A secretaria estadual de Saúde do Rio lançou mais um informe sobre a situação dos casos de dengue, zika, chikungunya e febre amarela no estado do Rio. São 49.260 mil casos confirmados até a última semana epidemiológica de 2023, com 2.914 internações e 28 óbitos. Em Volta Redonda, a curva da doença está estática, com 371 casos prováveis, indicando subnotificação da doença ou atraso de notificação. No bairro 60, por exemplo, existem relatos de vários casos. A situação está crítica, e a prefeitura informa que amanhã, quarta, 3, vai elaborar um plano de mutirões por toda a cidade do aço, incluindo a 60.

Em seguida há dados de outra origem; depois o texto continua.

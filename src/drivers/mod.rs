mod in_memory_test;
mod mysql;
mod tokio_postgres;

pub use self::in_memory_test::{
    ExecutionPath, InMemoryTestDriver, InMemoryTestError, InMemoryTestResponseBuilder,
    RecordedQuery,
};
pub use self::mysql::MySqlDriver;
pub use self::tokio_postgres::TokioPostgresDriver;
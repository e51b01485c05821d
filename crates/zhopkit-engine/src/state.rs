//! Scan state: position, feed rate, and retraction detection

use zhopkit_core::Position;
use zhopkit_gcode::{CommandKind, MotionLine};

/// Feed rate assumed before the program sets one, mm/min
pub const DEFAULT_FEEDRATE: f64 = 3000.0;

/// How E words are interpreted
#[derive(Debug, Clone, Copy, PartialEq, Eq, Default)]
pub enum ExtrusionMode {
    /// M82, E is a running total
    #[default]
    Absolute,
    /// M83, E is a per-move amount
    Relative,
}

/// The last two extrusion values seen
#[derive(Debug, Clone, Copy, Default, PartialEq)]
pub struct ExtrusionHistory {
    previous: Option<f64>,
    latest: Option<f64>,
}

impl ExtrusionHistory {
    /// Record a new value, dropping the oldest
    pub fn push(&mut self, e: f64) {
        self.previous = self.latest;
        self.latest = Some(e);
    }

    /// Newest value strictly below the one before it
    pub fn is_retraction(&self) -> bool {
        matches!((self.previous, self.latest), (Some(prev), Some(last)) if last < prev)
    }

    /// Forget both values
    pub fn clear(&mut self) {
        *self = Self::default();
    }
}

/// Running machine state threaded through a document scan
#[derive(Debug, Clone)]
pub struct ScanState {
    /// Current position
    pub position: Position,
    /// Last explicit feed rate, mm/min
    pub feedrate: Option<f64>,
    /// Current extrusion mode
    pub extrusion_mode: ExtrusionMode,
    history: ExtrusionHistory,
    retraction_pending: bool,
}

impl Default for ScanState {
    fn default() -> Self {
        Self::new()
    }
}

impl ScanState {
    /// State at the start of a program
    pub fn new() -> Self {
        Self {
            position: Position::default(),
            feedrate: None,
            extrusion_mode: ExtrusionMode::Absolute,
            history: ExtrusionHistory::default(),
            retraction_pending: false,
        }
    }

    /// Feed rate in effect, falling back to [`DEFAULT_FEEDRATE`]
    pub fn current_feedrate(&self) -> f64 {
        self.feedrate.unwrap_or(DEFAULT_FEEDRATE)
    }

    /// Apply one line; axes absent from the line keep their value
    pub fn observe(&mut self, line: &MotionLine) {
        match line.kind {
            CommandKind::AbsoluteExtrusion => {
                self.extrusion_mode = ExtrusionMode::Absolute;
                self.history.clear();
            }
            CommandKind::RelativeExtrusion => {
                self.extrusion_mode = ExtrusionMode::Relative;
                self.history.clear();
            }
            CommandKind::SetPosition => {
                self.apply_axes(line);
                self.history.clear();
                self.retraction_pending = false;
                if let Some(e) = line.e {
                    self.history.push(e);
                }
            }
            CommandKind::Rapid | CommandKind::Linear => {
                self.apply_axes(line);
                if let Some(f) = line.f.filter(|f| *f > 0.0) {
                    self.feedrate = Some(f);
                }
                if let Some(e) = line.e {
                    self.record_extrusion(e);
                }
            }
            CommandKind::Other => {}
        }
    }

    fn apply_axes(&mut self, line: &MotionLine) {
        if let Some(x) = line.x {
            self.position.x = x;
        }
        if let Some(y) = line.y {
            self.position.y = y;
        }
        if let Some(z) = line.z {
            self.position.z = z;
        }
    }

    fn record_extrusion(&mut self, e: f64) {
        self.history.push(e);
        self.retraction_pending = match self.extrusion_mode {
            ExtrusionMode::Absolute => self.history.is_retraction(),
            ExtrusionMode::Relative => e < 0.0,
        };
    }

    /// Whether a retraction is waiting for the next travel
    pub fn retraction_pending(&self) -> bool {
        self.retraction_pending
    }

    /// Consume the retraction signal
    pub fn take_retraction(&mut self) -> bool {
        std::mem::take(&mut self.retraction_pending)
    }
}
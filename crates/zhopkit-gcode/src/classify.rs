//! Line classification

use crate::command::MotionLine;
use crate::marker::Marker;

/// What a line means to the Z-hop engine
#[derive(Debug, Clone, PartialEq)]
pub enum LineClass {
    /// G0/G1 carrying an extrusion word
    Extrusion,
    /// G0/G1 without extrusion that moves in X or Y
    Travel,
    /// Slicer structural comment
    Marker(Marker),
    /// Position or feed updates, other commands, plain comments
    Other,
}

impl LineClass {
    /// Travel move
    pub fn is_travel(&self) -> bool {
        matches!(self, LineClass::Travel)
    }
}

/// Classify a parsed line
pub fn classify(line: &MotionLine) -> LineClass {
    if line.kind.is_motion() {
        if line.e.is_some() {
            return LineClass::Extrusion;
        }
        if line.has_planar() {
            return LineClass::Travel;
        }
        return LineClass::Other;
    }
    match Marker::parse(line.raw.trim_start()) {
        Some(marker) => LineClass::Marker(marker),
        None => LineClass::Other,
    }
}
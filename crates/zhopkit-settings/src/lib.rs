//! zhopkit Settings Crate
//!
//! Handles the post-processor configuration: defaults, validation, and
//! JSON/TOML persistence.

pub mod config;

pub use config::{
    parse_layer_list, Config, GeneralSettings, HeightSource, HopMode, LayerChangeSettings,
    OutputSettings, ProfileModel, ProfileSettings, SpeedSettings, TravelSettings,
};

No Médio Paraíba, as cidades que mais chamam a atenção das autoridades são Itatiaia, Resende, Porto Real e Quatis. Resende e Itatiaia, por exemplo, estão com atraso de notificação e casos acima do esperado. As duas cidades concentram o maior volume de casos na região, com 57% para Resende e 22% para Itatiaia, apresentando as maiores incidências (702,1 e 444,5 casos /100 mil habitantes, respectivamente). Já Porto Real e Quatis destacam-se pela transmissão de casos acima do esperado para o momento.
As demais cidades do Médio Paraíba – o que inclui Volta Redonda e Barra Mansa – não aparecem em destaque no último boletim da SES-RJ, o que não significa que a dengue esteja controlada. Pelo contrário. A situação tende a ser pior nas cidades mais populosas, devido à grande produção de lixo e inservíveis que servem de foco para o mosquito transmissor da dengue.